*** GIVEN ENTRIES Section Begins ***

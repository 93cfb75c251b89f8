//! Composable UI component renderers.
//!
//! # Components
//!
//! - [`header`]: Title bar
//! - [`search`]: Search input box
//! - [`table`]: Hub list with section, name and detail columns
//! - [`detail`]: Article and platform pages
//! - [`empty`]: Message shown when nothing matches
//! - [`status`]: Notice and domain checker lines
//! - [`footer`]: Key hints
//!
//! # Layout
//!
//! ```text
//! [blank line]
//! [Header]
//! [Border]
//! [Search Bar - 3 lines, list page in search mode only]
//! [Table Headers | Chips]
//! [Rows | Body lines]
//! [Notice]
//! [Domain check]
//! [Border]
//! [Footer]
//! ```

mod detail;
mod empty;
mod footer;
mod header;
mod search;
mod status;
mod table;

use crate::ui::helpers::position_cursor;
use crate::ui::theme::Theme;
use crate::ui::viewmodel::{PageView, UIViewModel};

use detail::render_detail;
use empty::render_empty_state;
use footer::render_footer;
use header::render_header;
use search::render_search_bar;
use status::render_status;
use table::{render_table_headers, render_table_rows};

fn render_border(row: usize, color: &str, cols: usize) -> usize {
    position_cursor(row, 1);
    print!("{}", Theme::fg(color));
    print!("{}", "─".repeat(cols));
    print!("{}", Theme::reset());
    row + 1
}

/// Renders a full frame of `rows` x `cols`.
pub fn render_page(vm: &UIViewModel, theme: &Theme, cols: usize, rows: usize) {
    let mut current_row = 2;

    current_row = render_header(current_row, &vm.header, theme, cols);
    current_row = render_border(current_row, &theme.colors.border, cols);
    if let Some(search) = &vm.search_bar {
        current_row = render_search_bar(current_row, search, theme, cols);
    }

    let footer_row = rows;
    let border_row = footer_row.saturating_sub(1);
    let status_row = border_row.saturating_sub(2);

    match &vm.page {
        PageView::List {
            items,
            empty_state: Some(empty),
            ..
        } if items.is_empty() => {
            render_empty_state(current_row, empty, theme, cols);
        }
        PageView::List { items, .. } => {
            current_row = render_table_headers(current_row, theme);
            render_table_rows(current_row, items, theme, cols);
        }
        PageView::Detail(detail) => {
            render_detail(current_row, status_row.saturating_sub(1), detail, theme, cols);
        }
    }

    render_status(status_row, &vm.status, theme, cols);
    render_border(border_row, &theme.colors.border, cols);
    render_footer(footer_row, &vm.footer, theme, cols);
}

*** GIVEN ENTRIES Section Ends ***

TASK DETAILS: Everything in the material above from the line that has "use detail::render_detail;" through the line that has "render_header(current_row, &vm.header, theme, cols);" must be duplicated exactly, with no other lines given.

EXERCISE OUTPUT:
use detail::render_detail;
use empty::render_empty_state;
use footer::render_footer;
use header::render_header;
use search::render_search_bar;
use status::render_status;
use table::{render_table_headers, render_table_rows};

fn render_border(row: usize, color: &str, cols: usize) -> usize {
    position_cursor(row, 1);
    print!("{}", Theme::fg(color));
    print!("{}", "─".repeat(cols));
    print!("{}", Theme::reset());
    row + 1
}

/// Renders a full frame of `rows` x `cols`.
pub fn render_page(vm: &UIViewModel, theme: &Theme, cols: usize, rows: usize) {
    let mut current_row = 2;

    current_row = render_header(current_row, &vm.header, theme, cols);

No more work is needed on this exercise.